Q2. Do you support continuation without delay of the city’s membership in the Clean Energy Alliance?
(5 - Do not support) The CEA is well-intentioned, but misguided at the current time. It will add complexity and costs, not deliver on what it’s promising, and take up precious City management time and resources during these tough times. Readers should note the “derailed energy savings for Solana Beach” headline from a recent Del Mar Times newspaper article which notes the “cash balance will dip into the red next year.” SDG&E already generates 45% of its total energy from renewables, and this proportion grows every year. Additionally, many homeowners like me already have solar panels, and SDG&E has a program that allows customers to purchase 100% renewable energy.
Q3. Do you support continued operation of the city’s advisory committees despite pandemic financial constraints?
(1 - full support) These committees consist of dedicated, knowledgeable, and experienced resident volunteers who work for free. There are inefficiencies and missed opportunities in how the City currently utilizes them/us. For example, the Utility Undergrounding Committee on which I serve has been suspended, but we have dedicated money in the Q reserve fund to complete the SDG&E design work for the Crest Canyon project and the Stratford Court project, which will take 12-18 months.

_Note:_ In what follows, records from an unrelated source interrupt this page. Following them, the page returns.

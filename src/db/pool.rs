//! SQLite connection wrapper (lightweight for CLI usage).
//! One connection per invocation; all coordination is left to SQLite
//! (unique indexes, upserts), no in-process locking.

use rusqlite::{Connection, Result};
use std::path::Path;

pub struct DbPool {
    pub conn: Connection,
}

impl DbPool {
    pub fn new(path: &str) -> Result<Self> {
        let conn = Connection::open(Path::new(path))?;
        Ok(Self { conn })
    }

    /// Open and run migrations, so every command works on a ready schema.
    pub fn open_initialized(path: &str) -> crate::errors::AppResult<Self> {
        let pool = Self::new(path)?;
        crate::db::initialize::init_db(&pool.conn)?;
        Ok(pool)
    }
}
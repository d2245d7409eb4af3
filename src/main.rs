//! shopfloor main entrypoint.

use shopfloor::run;

fn main() {
    if let Err(e) = run() {
        eprintln!("Error: {}", e);
        std::process::exit(1);
    }
}
use crate::cli::parser::Commands;
use crate::config::Config;
use crate::db::pool::DbPool;
use crate::db::users;
use crate::errors::{AppError, AppResult};
use crate::models::account::AccountView;

/// List worker accounts. Passwords are stripped before anything is
/// printed or encoded.
pub fn handle(cmd: &Commands, cfg: &Config) -> AppResult<()> {
    if let Commands::Workers { json } = cmd {
        let pool = DbPool::open_initialized(&cfg.database)?;

        let workers: Vec<AccountView> = users::list_workers(&pool.conn)?
            .into_iter()
            .map(|a| a.into_view())
            .collect();

        if *json {
            let encoded = serde_json::to_string_pretty(&workers)
                .map_err(|e| AppError::Other(format!("JSON encoding failed: {}", e)))?;
            println!("{}", encoded);
            return Ok(());
        }

        if workers.is_empty() {
            println!("No workers registered.");
            return Ok(());
        }

        println!("{:<6} {:<20} {:<30}", "ID", "USERNAME", "EMAIL");
        for w in &workers {
            println!("{:<6} {:<20} {:<30}", w.id, w.username, w.email);
        }
    }

    Ok(())
}
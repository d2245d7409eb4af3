use crate::cli::parser::Commands;
use crate::config::Config;
use crate::core::codes::CodeLogic;
use crate::db::pool::DbPool;
use crate::errors::AppResult;
use crate::models::auth_code::CodeKind;
use crate::ui::messages::success;

/// Print or update the worker authorization code.
pub fn handle(cmd: &Commands, cfg: &Config) -> AppResult<()> {
    if let Commands::AuthCode { set } = cmd {
        let mut pool = DbPool::open_initialized(&cfg.database)?;

        match set {
            Some(raw) => {
                let stored = CodeLogic::set(&mut pool, CodeKind::Worker, raw)?;
                success(format!("Worker authorization code updated to '{}'.", stored));
            }
            None => {
                let code = CodeLogic::get(&mut pool, CodeKind::Worker)?;
                println!("Worker authorization code: {}", code);
            }
        }
    }

    Ok(())
}
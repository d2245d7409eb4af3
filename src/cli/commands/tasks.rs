use crate::cli::parser::Commands;
use crate::config::Config;
use crate::core::tasks::TaskLogic;
use crate::db::pool::DbPool;
use crate::errors::{AppError, AppResult};

/// List tasks: the full board with assignee names, or one worker's raw
/// task list when --worker is given.
pub fn handle(cmd: &Commands, cfg: &Config) -> AppResult<()> {
    if let Commands::Tasks { worker, json } = cmd {
        let mut pool = DbPool::open_initialized(&cfg.database)?;

        if let Some(worker_id) = worker {
            let tasks = TaskLogic::list_for(&mut pool, worker_id)?;

            if *json {
                print_json(&tasks)?;
                return Ok(());
            }

            if tasks.is_empty() {
                println!("No tasks for worker {}.", worker_id);
                return Ok(());
            }

            println!("{:<6} {:<8} {:<30}", "ID", "STATUS", "TITLE");
            for t in &tasks {
                println!("{:<6} {:<8} {:<30}", t.id, t.status_str(), t.title);
            }
            return Ok(());
        }

        let tasks = TaskLogic::list_all(&mut pool)?;

        if *json {
            print_json(&tasks)?;
            return Ok(());
        }

        if tasks.is_empty() {
            println!("No tasks.");
            return Ok(());
        }

        println!(
            "{:<6} {:<8} {:<30} {:<20}",
            "ID", "STATUS", "TITLE", "ASSIGNED TO"
        );
        for t in &tasks {
            println!(
                "{:<6} {:<8} {:<30} {:<20}",
                t.task.id,
                t.task.status_str(),
                t.task.title,
                t.assigned_to_name
            );
        }
    }

    Ok(())
}

fn print_json<T: serde::Serialize>(value: &T) -> AppResult<()> {
    let encoded = serde_json::to_string_pretty(value)
        .map_err(|e| AppError::Other(format!("JSON encoding failed: {}", e)))?;
    println!("{}", encoded);
    Ok(())
}
pub mod admin_code;
pub mod assign;
pub mod auth_code;
pub mod config;
pub mod done;
pub mod init;
pub mod login;
pub mod signup;
pub mod tasks;
pub mod workers;
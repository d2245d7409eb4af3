//! Unified application error type.
//! All modules (db, core, cli) return AppError to keep the error
//! handling consistent and easy to manage.

use std::io;
use thiserror::Error;

#[derive(Error, Debug)]
pub enum AppError {
    // ---------------------------
    // IO
    // ---------------------------
    #[error("I/O error: {0}")]
    Io(#[from] io::Error),

    // ---------------------------
    // Database-related
    // ---------------------------
    #[error("Database error: {0}")]
    Db(#[from] rusqlite::Error),

    // ---------------------------
    // Signup / login
    // ---------------------------
    #[error("Invalid authorization code")]
    InvalidAuthCode,

    #[error("An account with email '{0}' already exists")]
    DuplicateAccount(String),

    #[error("Invalid credentials")]
    InvalidCredentials,

    #[error("Invalid role: {0}")]
    InvalidRole(String),

    // ---------------------------
    // Tasks
    // ---------------------------
    #[error("Task {0} not found")]
    TaskNotFound(i64),

    // ---------------------------
    // Settings codes
    // ---------------------------
    #[error("Authorization code cannot be empty")]
    EmptyCode,

    // ---------------------------
    // Config errors
    // ---------------------------
    #[error("Configuration error: {0}")]
    Config(String),

    // ---------------------------
    // Generic fallback
    // ---------------------------
    #[error("Internal error: {0}")]
    Other(String),
}

pub type AppResult<T> = Result<T, AppError>;
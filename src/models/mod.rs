pub mod account;
pub mod auth_code;
pub mod role;
pub mod task;
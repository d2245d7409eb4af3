//! Reading and updating the shared authorization codes.

use crate::db::pool::DbPool;
use crate::db::settings;
use crate::errors::{AppError, AppResult};
use crate::models::auth_code::{CodeKind, normalize_code};

pub struct CodeLogic;

impl CodeLogic {
    /// Current code for `kind`; the default row is created lazily on the
    /// first read of a fresh store.
    pub fn get(pool: &mut DbPool, kind: CodeKind) -> AppResult<String> {
        Ok(settings::get_or_create_code(&pool.conn, kind)?)
    }

    /// Store a new code for `kind`. The value is trimmed and uppercased;
    /// an input that is empty after trimming is rejected.
    pub fn set(pool: &mut DbPool, kind: CodeKind, raw: &str) -> AppResult<String> {
        let code = normalize_code(raw);
        if code.is_empty() {
            return Err(AppError::EmptyCode);
        }
        settings::set_code(&pool.conn, kind, &code)?;
        Ok(code)
    }

    /// First-admin marker, if any admin was ever created.
    pub fn first_admin_id(pool: &mut DbPool) -> AppResult<Option<i64>> {
        Ok(settings::first_admin_id(&pool.conn)?)
    }
}
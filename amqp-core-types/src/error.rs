//! Errors raised when converting between records and generic values

use crate::messaging::BodyType;

/// Error converting a record to or from a [`Value`](amqp_value::Value)
#[derive(Debug, Clone, PartialEq, Eq, thiserror::Error)]
pub enum Error {
    /// Error from the underlying value algebra
    #[error(transparent)]
    Value(#[from] amqp_value::Error),

    /// The value is described by a different descriptor
    #[error("Descriptor mismatch: expecting {expected}, found {found}")]
    DescriptorMismatch {
        /// Symbolic name of the expected descriptor
        expected: &'static str,
        /// The descriptor that was found
        found: String,
    },

    /// A mandatory field is absent
    #[error("Missing mandatory field {0}")]
    MissingField(&'static str),

    /// A body operation does not match the message's current body type
    #[error("Body type mismatch: expecting {expected:?}, found {found:?}")]
    BodyTypeMismatch {
        /// Body type required by the operation
        expected: BodyType,
        /// Current body type
        found: BodyType,
    },

    /// A section appeared out of the standard order, or twice
    #[error("Unexpected section {0}")]
    UnexpectedSection(String),
}

impl Error {
    /// Returns true if the error is a type mismatch of any kind
    pub fn is_type_mismatch(&self) -> bool {
        matches!(
            self,
            Error::Value(amqp_value::Error::TypeMismatch { .. })
                | Error::DescriptorMismatch { .. }
                | Error::BodyTypeMismatch { .. }
        )
    }

    /// Returns true if an index was beyond the end of a container
    pub fn is_index_out_of_range(&self) -> bool {
        matches!(self, Error::Value(amqp_value::Error::IndexOutOfRange { .. }))
    }

    pub(crate) fn out_of_range(index: usize, count: usize) -> Self {
        Error::Value(amqp_value::Error::IndexOutOfRange { index, count })
    }
}
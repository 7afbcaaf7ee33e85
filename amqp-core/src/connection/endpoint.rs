//! Session endpoints multiplexed over the connection's channels

use std::collections::VecDeque;

use amqp_value::Value;
use bytes::Bytes;

/// Handle on one endpoint of a connection
///
/// An endpoint owns one outgoing channel. Once the peer has answered or initiated a
/// `begin`, it is also bound to the peer's channel for incoming frames.
#[derive(Debug, Clone, Copy, PartialEq, Eq, Hash)]
pub struct Endpoint {
    pub(crate) id: usize,
    pub(crate) outgoing_channel: u16,
}

impl Endpoint {
    /// Identifier of the endpoint, unique among the live endpoints of its connection
    pub fn id(&self) -> usize {
        self.id
    }

    /// Channel our frames for this endpoint are sent on
    pub fn outgoing_channel(&self) -> u16 {
        self.outgoing_channel
    }
}

/// A frame received for an endpoint
#[derive(Debug, Clone, PartialEq)]
pub struct EndpointFrame {
    /// The performative as a described value
    pub performative: Value,

    /// Bytes following the performative
    pub payload: Bytes,
}

#[derive(Debug)]
pub(crate) struct EndpointSlot {
    pub outgoing_channel: u16,
    pub incoming_channel: Option<u16>,
    pub incoming: VecDeque<EndpointFrame>,
}

impl EndpointSlot {
    pub fn new(outgoing_channel: u16) -> Self {
        Self {
            outgoing_channel,
            incoming_channel: None,
            incoming: VecDeque::new(),
        }
    }
}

Our consultant and committee members can do much of the support work for this design phase, putting minimal time constraints on staff. It’s a win-win—residents can work on projects important to them and the City, and staff can spend more time tackling other tasks. To make it work, Council must legitimately empower these resident volunteers.
Q4. Do you support implementation of the city’s 5th and 6th Element housing programs to protect local control?
(2 - Somewhat support) I support actually building affordable units, which will ensure local control. First, we need to work closely with the Fairgrounds which is in a financial struggle and looking for creative partnerships. I recently spoke with new CEO Carlene Moore, and a well-designed affordable housing proposal could be a real win-win for the Fairgrounds and Del Mar. Second, we should further investigate the underused dirt lot at the Public Works Department off Jimmy Durante, which could accommodate 22 studio style affordable units and have minimal impact on the neighborhood. In an initial review two years ago, Del Mar’s prior planning director told me the lot has “challenges, but is doable.” By contrast, do you know what’s a bad idea? Putting tiny homes on the popular tennis courts near 21st Street, as staff and at least one Council Member have suggested. Affordable housing isn’t an easy problem to solve, but we can find good solutions with the right mix of creativity and leadership.
Q5. Do you support continuing strong defense of the city’s proposed 7/28 compromise for short term rentals in residential zones?
(2 - Somewhat support) Most people recognize short term rentals became a problem with the rise of VRBO and AirBnB, and the resulting intensification. This issue has been extensively debated, but I believe most residents, including me, want some form of serious regulations. We don’t want to become South Mission Beach. We should conduct an unbiased survey or vote of all residents on a few different proposals (i.e. total ban, total free-for-all, 7/28, 3/100, quota by street/neighborhood) and see what the results say. Appropriately using technology, data, and surveys is a good way to get clarity and “listen to the people.”